In this post I will show how to combine features from natural language processing with traditional features (meta data) in one single model in keras (end-to-end learning). This can be done, by using multiple inputs models.
In applied machine learning data is often more complex than in academia. Scientific data sets are usually limited to one single kind of data, for example text, images or numerical data. This makes a lot of sense, as the goal is to compare new with existing models and approaches. Anyway, solving a real-world problem often combines more then one single data source and therefore we must deal with different kinds of data. To utilize end-to-end learning neural networks instead of manually stacking models, we have to combine these different feature spaces inside the neural network.
Let´s assume we want to solve a text classification problem and we do have additional meta data for each of the documents in our corpus. In simple approaches, where our document is represented by a bag of words, we could just add our metadata to the BoW vector and we are done. But when using word embeddings it´s a bit more complicated.
The easiest solution would be to add our meta data as additional special embeddings. In this case we need to transform our data into categorial features, because our embeddings can exist or not exist. This works if we increase our vocabulary size by the number of additional features and treat them as additional words.
Example: Out dictionary is 100 words and we have 10 additional features. In this case we add 10 additional words to the dictionary. The sequence of embeddings now always start with the meta data features, therefore we must increase our sequence length by 10.

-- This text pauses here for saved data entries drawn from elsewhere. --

// ABOUTME: Swarm topology queries: node membership and the cluster-wide registry service.
// ABOUTME: Decides between the single-node tunnel path and the multi-node registry relay.

use serde_json::Value;
use thiserror::Error;

use crate::process::{ProcessError, ProcessRunner, remote_docker};
use crate::types::RemoteHost;

/// Name of the registry service published on every swarm node.
pub const CLUSTER_REGISTRY_NAME: &str = "deployer-registry";

/// Port the registry listens on inside its container.
pub const REGISTRY_CONTAINER_PORT: u16 = 5000;

#[derive(Debug, Error)]
pub enum TopologyError {
    #[error("topology query `{query}` failed on {host}: {detail}")]
    Query {
        host: String,
        query: &'static str,
        detail: String,
    },

    #[error("service {service} on {host} publishes no registry port")]
    NoPublishedPort { host: String, service: String },

    #[error(transparent)]
    Process(#[from] ProcessError),
}

/// Snapshot of the target swarm, taken once per deployment.
#[derive(Debug, Clone, Copy, PartialEq, Eq)]
pub struct SwarmTopology {
    pub node_count: usize,
    pub has_cluster_registry: bool,
}

impl SwarmTopology {
    /// More than one node means a task can land where the tunnel did not.
    pub fn is_multi_node(&self) -> bool {
        self.node_count > 1
    }
}

/// Queries the orchestrator behind a remote host.
pub struct TopologyInspector<'a, R: ?Sized> {
    runner: &'a R,
    registry_service: String,
}

impl<'a, R: ProcessRunner + ?Sized> TopologyInspector<'a, R> {
    pub fn new(runner: &'a R) -> Self {
        Self {
            runner,
            registry_service: CLUSTER_REGISTRY_NAME.to_string(),
        }
    }

    /// Name of the cluster registry service this inspector looks for.
    pub fn registry_service(&self) -> &str {
        &self.registry_service
    }

    async fn query(
        &self,
        host: &RemoteHost,
        query: &'static str,
        args: &[&str],
    ) -> Result<String, TopologyError> {
        let output = self
            .runner
            .run(&remote_docker(host, args.iter().copied()))
            .await?;

        if !output.success() {
            return Err(TopologyError::Query {
                host: host.to_string(),
                query,
                detail: output.error_text(),
            });
        }
        Ok(output.stdout)
    }

    /// Number of nodes in the swarm.
    pub async fn node_count(&self, host: &RemoteHost) -> Result<usize, TopologyError> {
        let stdout = self
            .query(host, "node ls", &["node", "ls", "--format", "{{.ID}}"])
            .await?;
        Ok(parse_node_count(&stdout))
    }

    /// Whether the cluster registry service already exists.
    pub async fn cluster_registry_exists(&self, host: &RemoteHost) -> Result<bool, TopologyError> {
        let stdout = self
            .query(host, "service ls", &["service", "ls", "--format", "{{.Name}}"])
            .await?;
        Ok(service_listed(&stdout, &self.registry_service))
    }

    /// Published port of the existing cluster registry service.
    pub async fn cluster_registry_port(&self, host: &RemoteHost) -> Result<u16, TopologyError> {
        let stdout = self
            .query(
                host,
                "service inspect",
                &["service", "inspect", &self.registry_service],
            )
            .await?;

        parse_registry_published_port(&stdout).ok_or_else(|| TopologyError::NoPublishedPort {
            host: host.to_string(),
            service: self.registry_service.clone(),
        })
    }

    /// Node count and registry presence in one snapshot.
    pub async fn snapshot(&self, host: &RemoteHost) -> Result<SwarmTopology, TopologyError> {
        let node_count = self.node_count(host).await?;
        let has_cluster_registry = if node_count > 1 {
            self.cluster_registry_exists(host).await?
        } else {
            false
        };

        tracing::debug!(host = %host, node_count, has_cluster_registry, "swarm topology");
        Ok(SwarmTopology {
            node_count,
            has_cluster_registry,
        })
    }
}

/// Count node IDs in `docker node ls --format {{.ID}}` output.
pub fn parse_node_count(output: &str) -> usize {
    output.lines().filter(|line| !line.trim().is_empty()).count()
}

/// Exact match of `name` against `docker service ls --format {{.Name}}` output.
pub fn service_listed(output: &str, name: &str) -> bool {
    output.lines().any(|line| line.trim() == name)
}

/// Published port of the registry from `docker service inspect` JSON.
///
/// Prefers the live endpoint ports and falls back to the endpoint spec, taking
/// the entry that targets the registry's container port.
pub fn parse_registry_published_port(output: &str) -> Option<u16> {
    let inspected: Value = serde_json::from_str(output).ok()?;
    let service = match &inspected {
        Value::Array(items) => items.first()?,
        other => other,
    };

    let candidates = [
        service.pointer("/Endpoint/Ports"),
        service.pointer("/Endpoint/Spec/Ports"),
        service.pointer("/Spec/EndpointSpec/Ports"),
    ];

    candidates
        .into_iter()
        .flatten()
        .filter_map(Value::as_array)
        .find_map(|ports| {
            let published = |port: &Value| {
                port.get("PublishedPort")
                    .and_then(Value::as_u64)
                    .and_then(|p| u16::try_from(p).ok())
                    .filter(|p| *p != 0)
            };

            ports
                .iter()
                .find(|port| {
                    port.get("TargetPort").and_then(Value::as_u64)
                        == Some(u64::from(REGISTRY_CONTAINER_PORT))
                })
                .and_then(published)
                .or_else(|| ports.iter().find_map(published))
        })
}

There are several drawbacks with this solution. We only have categorical features, not continuous values and even more important the embeddings must be learned by the model and our vector space mixes up nlp and meta data.
Multiple input models
Much better would be a model, which can handle continuous data and just works as a classifier with nlp features and meta data. This is possible with multiple inputs in keras. Example:
nlp_input = Input(shape=(seq_length,), name='nlp_input')
meta_input = Input(shape=(10,), name='meta_input')
emb = Embedding(output_dim=embedding_size, input_dim=100, input_length=seq_length)(nlp_input)
nlp_out = Bidirectional(LSTM(128, dropout=0.3, recurrent_dropout=0.3, kernel_regularizer=regularizers.l2(0.01)))(emb)
x = concatenate([nlp_out, meta_input])
x = Dense(classifier_neurons, activation='relu')(x)
x = Dense(1, activation='sigmoid')(x)
model = Model(inputs=[nlp_input , meta_input], outputs=[x])
We use a bidirectional LSTM model and combine its output with the metadata. Therefor we define two input layers and treat them in separate models (nlp_input and meta_input). Our NLP data goes through the embedding transformation and the LSTM layer. The meta data is just used as it is, so we can just concatenate it with the lstm output (nlp_out). This combined vector is now classified in a dense layer and finally sigmoid in to the output neuron.